Re: protein folding cg

From: Joshua Adelman (
Date: Fri Jun 05 2009 - 02:01:51 CDT

There are definitely RBCG-like force-fields out there that fold at get
reasonable tertiary structure. I am by no means an expert, but for
instance there is a CA based force-field from the Head-Gordon group
that seems to work for a small model protein:
Yap, EH et al (2008) A coarse-grained alpha-carbon protein model with
anisotropic hydrogen-bonding. Proteins 70(3) :626-38
This FF has an term that attempts to capture the h-bonding found in
secondary structure.
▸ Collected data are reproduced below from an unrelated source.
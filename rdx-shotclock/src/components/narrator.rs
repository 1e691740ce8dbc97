//! Text-to-speech narration with interruption and a keep-alive loop.
//!
//! The `Narrator` does not own an audio device. It drives a `SpeechEngine`
//! backend and adds the behavior the scheduler relies on: a new utterance
//! interrupts the current one, interruptions count as success, and while the
//! session is running a loop of silent utterances keeps the backend warm.

use crate::config::KeepAliveConfig;
use crate::error::{NarrationError, SpeechError};
use parking_lot::Mutex;
use std::future::Future;
use std::pin::Pin;
use std::sync::Arc;
use tokio::task::JoinHandle;
use tracing::{debug, trace, warn};

/// Which voice to use and how fast it speaks.
#[derive(Debug, Clone, PartialEq)]
pub struct VoiceProfile {
    /// `None` selects the backend's default voice.
    pub voice: Option<String>,
    pub rate: f32,
}

impl VoiceProfile {
    /// Builds a profile, mapping an empty id or `"default"` to `None`.
    pub fn new(voice: &str, rate: f32) -> Self {
        let voice = match voice.trim() {
            "" => None,
            v if v.eq_ignore_ascii_case("default") => None,
            v => Some(v.to_string()),
        };
        Self { voice, rate }
    }
}

impl Default for VoiceProfile {
    fn default() -> Self {
        Self {
            voice: None,
            rate: 1.0,
        }
    }
}

/// A single request to the speech backend.
#[derive(Debug, Clone, PartialEq)]
pub struct Utterance {
    pub text: String,
    pub voice: VoiceProfile,
    /// 0.0 for keep-alive utterances, 1.0 otherwise.
    pub volume: f32,
}

impl Utterance {
    pub fn new(text: impl Into<String>, voice: VoiceProfile) -> Self {
        Self {
            text: text.into(),
            voice,
            volume: 1.0,
        }
    }

    /// The near-silent utterance used by the keep-alive loop.
    pub fn silent() -> Self {
        Self {
            text: " ".to_string(),
            voice: VoiceProfile::default(),
            volume: 0.0,
        }
    }

    pub fn is_silent(&self) -> bool {
        self.volume <= 0.0
    }
}

/// Future returned by a speech backend; resolves when playback ends.
pub type SpeechFuture = Pin<Box<dyn Future<Output = Result<(), SpeechError>> + Send>>;

/// A text-to-speech backend.
///
/// `speak` must not block; the returned future resolves when playback ends.
/// `cancel` stops everything currently playing, and the futures of the
/// cancelled utterances resolve with `SpeechError::Interrupted`. Utterances
/// started after `cancel` returns are unaffected.
pub trait SpeechEngine: Send + Sync + 'static {
    fn speak(&self, utterance: Utterance) -> SpeechFuture;
    fn cancel(&self);
}

#[derive(Default)]
struct NarratorState {
    /// Keep-alive should run: the session is running and not paused.
    armed: bool,
    /// Bumped for every audible utterance.
    ticket: u64,
    keep_alive: Option<JoinHandle<()>>,
}

struct NarratorInner {
    engine: Arc<dyn SpeechEngine>,
    keep_alive: KeepAliveConfig,
    state: Mutex<NarratorState>,
}

/// Cloneable handle to the narration subsystem.
#[derive(Clone)]
pub struct Narrator {
    inner: Arc<NarratorInner>,
}

impl Narrator {
    pub fn new(engine: Arc<dyn SpeechEngine>, keep_alive: KeepAliveConfig) -> Self {
        Self {
            inner: Arc::new(NarratorInner {
                engine,
                keep_alive,
                state: Mutex::new(NarratorState::default()),
            }),
        }
    }

    /// Speaks `text`, interrupting whatever is playing.
    ///
    /// Blank text resolves at once without touching the backend. An
    /// interrupted utterance resolves `Ok`.
    pub async fn speak(&self, text: String, voice: VoiceProfile) -> Result<(), NarrationError> {
        if text.trim().is_empty() {
            return Ok(());
        }
        let ticket = self.begin_utterance();
        debug!(%text, rate = voice.rate, "narrating");
        let result = self
            .inner
            .engine
            .speak(Utterance::new(text.clone(), voice))
            .await;
        self.finish_utterance(ticket);
        match result {
            Ok(()) | Err(SpeechError::Interrupted) => Ok(()),
            Err(source) => Err(NarrationError { text, source }),
        }
    }

    /// Cancels in-flight playback, audible or silent.
    pub fn interrupt(&self) {
        {
            let mut state = self.inner.state.lock();
            state.ticket = state.ticket.wrapping_add(1);
            if let Some(task) = state.keep_alive.take() {
                task.abort();
            }
        }
        self.inner.engine.cancel();
    }

    /// Arms the keep-alive loop and starts it if nothing is playing.
    pub fn start_keep_alive(&self) {
        if !self.inner.keep_alive.enabled {
            return;
        }
        let mut state = self.inner.state.lock();
        state.armed = true;
        if state.keep_alive.is_none() {
            state.keep_alive = Some(spawn_keep_alive(self.inner.clone()));
        }
    }

    /// Disarms the keep-alive loop. No silent utterance starts after this.
    pub fn stop_keep_alive(&self) {
        let mut state = self.inner.state.lock();
        state.armed = false;
        if let Some(task) = state.keep_alive.take() {
            task.abort();
        }
    }

    pub fn is_keeping_alive(&self) -> bool {
        let state = self.inner.state.lock();
        state.keep_alive.as_ref().is_some_and(|t| !t.is_finished())
    }

    fn begin_utterance(&self) -> u64 {
        let ticket = {
            let mut state = self.inner.state.lock();
            state.ticket = state.ticket.wrapping_add(1);
            if let Some(task) = state.keep_alive.take() {
                task.abort();
            }
            state.ticket
        };
        self.inner.engine.cancel();
        ticket
    }

    /// Restarts keep-alive after an audible utterance, unless a newer
    /// utterance has started since or the session is paused.
    fn finish_utterance(&self, ticket: u64) {
        let mut state = self.inner.state.lock();
        if state.armed && state.ticket == ticket && state.keep_alive.is_none() {
            state.keep_alive = Some(spawn_keep_alive(self.inner.clone()));
        }
    }
}

fn spawn_keep_alive(inner: Arc<NarratorInner>) -> JoinHandle<()> {
    trace!("keep-alive loop started");
    tokio::spawn(async move {
        let gap = inner.keep_alive.gap();
        loop {
            match inner.engine.speak(Utterance::silent()).await {
                Ok(()) => {}
                Err(SpeechError::Interrupted) => break,
                Err(e) => warn!(error = %e, "keep-alive utterance failed"),
            }
            tokio::time::sleep(gap).await;
        }
        trace!("keep-alive loop ended");
    })
}

#[cfg(test)]
mod tests {
    use super::*;
    use std::time::Duration;
    use tokio::sync::watch;

    /// Records utterances and plays each for a fixed time.
    struct FakeEngine {
        spoken: Mutex<Vec<Utterance>>,
        hold: Duration,
        cancels: watch::Sender<u64>,
        fail_on: Option<String>,
    }

    impl FakeEngine {
        fn new(hold: Duration) -> Arc<Self> {
            Self::failing_on(hold, None)
        }

        fn failing_on(hold: Duration, text: Option<&str>) -> Arc<Self> {
            Arc::new(Self {
                spoken: Mutex::new(Vec::new()),
                hold,
                cancels: watch::channel(0).0,
                fail_on: text.map(str::to_string),
            })
        }

        fn audible(&self) -> Vec<String> {
            self.spoken
                .lock()
                .iter()
                .filter(|u| !u.is_silent())
                .map(|u| u.text.clone())
                .collect()
        }

        fn silent_count(&self) -> usize {
            self.spoken.lock().iter().filter(|u| u.is_silent()).count()
        }
    }

    impl SpeechEngine for FakeEngine {
        fn speak(&self, utterance: Utterance) -> SpeechFuture {
            let fail = self.fail_on.as_deref() == Some(utterance.text.as_str());
            self.spoken.lock().push(utterance);
            let hold = self.hold;
            let mut cancels = self.cancels.subscribe();
            Box::pin(async move {
                if fail {
                    return Err(SpeechError::Engine("boom".into()));
                }
                tokio::select! {
                    _ = tokio::time::sleep(hold) => Ok(()),
                    _ = cancels.changed() => Err(SpeechError::Interrupted),
                }
            })
        }

        fn cancel(&self) {
            self.cancels.send_modify(|n| *n += 1);
        }
    }

    fn keep_alive() -> KeepAliveConfig {
        KeepAliveConfig {
            enabled: true,
            gap_ms: 100,
        }
    }

    #[tokio::test(start_paused = true)]
    async fn blank_text_resolves_without_audio() {
        let engine = FakeEngine::new(Duration::from_secs(1));
        let narrator = Narrator::new(engine.clone(), keep_alive());
        narrator
            .speak("   ".into(), VoiceProfile::default())
            .await
            .unwrap();
        assert!(engine.audible().is_empty());
    }

    #[tokio::test(start_paused = true)]
    async fn newer_utterance_interrupts_older_one() {
        let engine = FakeEngine::new(Duration::from_secs(2));
        let narrator = Narrator::new(engine.clone(), keep_alive());

        let first = tokio::spawn({
            let n = narrator.clone();
            async move { n.speak("Left".into(), VoiceProfile::default()).await }
        });
        tokio::time::sleep(Duration::from_millis(500)).await;
        let started = tokio::time::Instant::now();
        narrator
            .speak("Right".into(), VoiceProfile::default())
            .await
            .unwrap();

        assert_eq!(first.await.unwrap(), Ok(()));
        assert_eq!(started.elapsed(), Duration::from_secs(2));
        assert_eq!(engine.audible(), vec!["Left", "Right"]);
    }

    #[tokio::test(start_paused = true)]
    async fn engine_errors_are_surfaced() {
        let engine = FakeEngine::failing_on(Duration::ZERO, Some("Drop shot"));
        let narrator = Narrator::new(engine, keep_alive());
        let err = narrator
            .speak("Drop shot".into(), VoiceProfile::default())
            .await
            .unwrap_err();
        assert_eq!(err.source, SpeechError::Engine("boom".into()));
    }

    #[tokio::test(start_paused = true)]
    async fn keep_alive_runs_until_stopped() {
        let engine = FakeEngine::new(Duration::from_millis(100));
        let narrator = Narrator::new(engine.clone(), keep_alive());
        narrator.start_keep_alive();
        tokio::time::sleep(Duration::from_secs(1)).await;
        let while_running = engine.silent_count();
        assert!(while_running >= 3);

        narrator.stop_keep_alive();
        tokio::task::yield_now().await;
        tokio::time::sleep(Duration::from_secs(1)).await;
        assert_eq!(engine.silent_count(), while_running);
        assert!(!narrator.is_keeping_alive());
    }

    #[tokio::test(start_paused = true)]
    async fn keep_alive_restarts_after_audible_utterance() {
        let engine = FakeEngine::new(Duration::from_millis(100));
        let narrator = Narrator::new(engine.clone(), keep_alive());
        narrator.start_keep_alive();
        narrator
            .speak("Rest".into(), VoiceProfile::default())
            .await
            .unwrap();
        assert!(narrator.is_keeping_alive());

        narrator.stop_keep_alive();
        narrator
            .speak("Rest".into(), VoiceProfile::default())
            .await
            .unwrap();
        assert!(!narrator.is_keeping_alive());
    }

    #[test]
    fn default_voice_maps_to_none() {
        assert_eq!(VoiceProfile::new("default", 1.0).voice, None);
        assert_eq!(VoiceProfile::new("", 1.0).voice, None);
        assert_eq!(
            VoiceProfile::new("Samantha", 0.9).voice.as_deref(),
            Some("Samantha")
        );
    }
}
It isn't implemented in NAMD, but it (and the
references therein) might give you some ideas of what's out there.

As far as the time it takes to fold a given protein, this will depend
entirely on the protein, its size, the choice of force-field and
certainly a whole host of other factors related to the simulation
(solvent model, temperature, etc).

Best of luck and trying doing a search of the literature to see what
has been attempted and what has been reasonably successful as a
starting point. And certainly, I defer to people who have much more
experience trying to simulate folding events using CG models.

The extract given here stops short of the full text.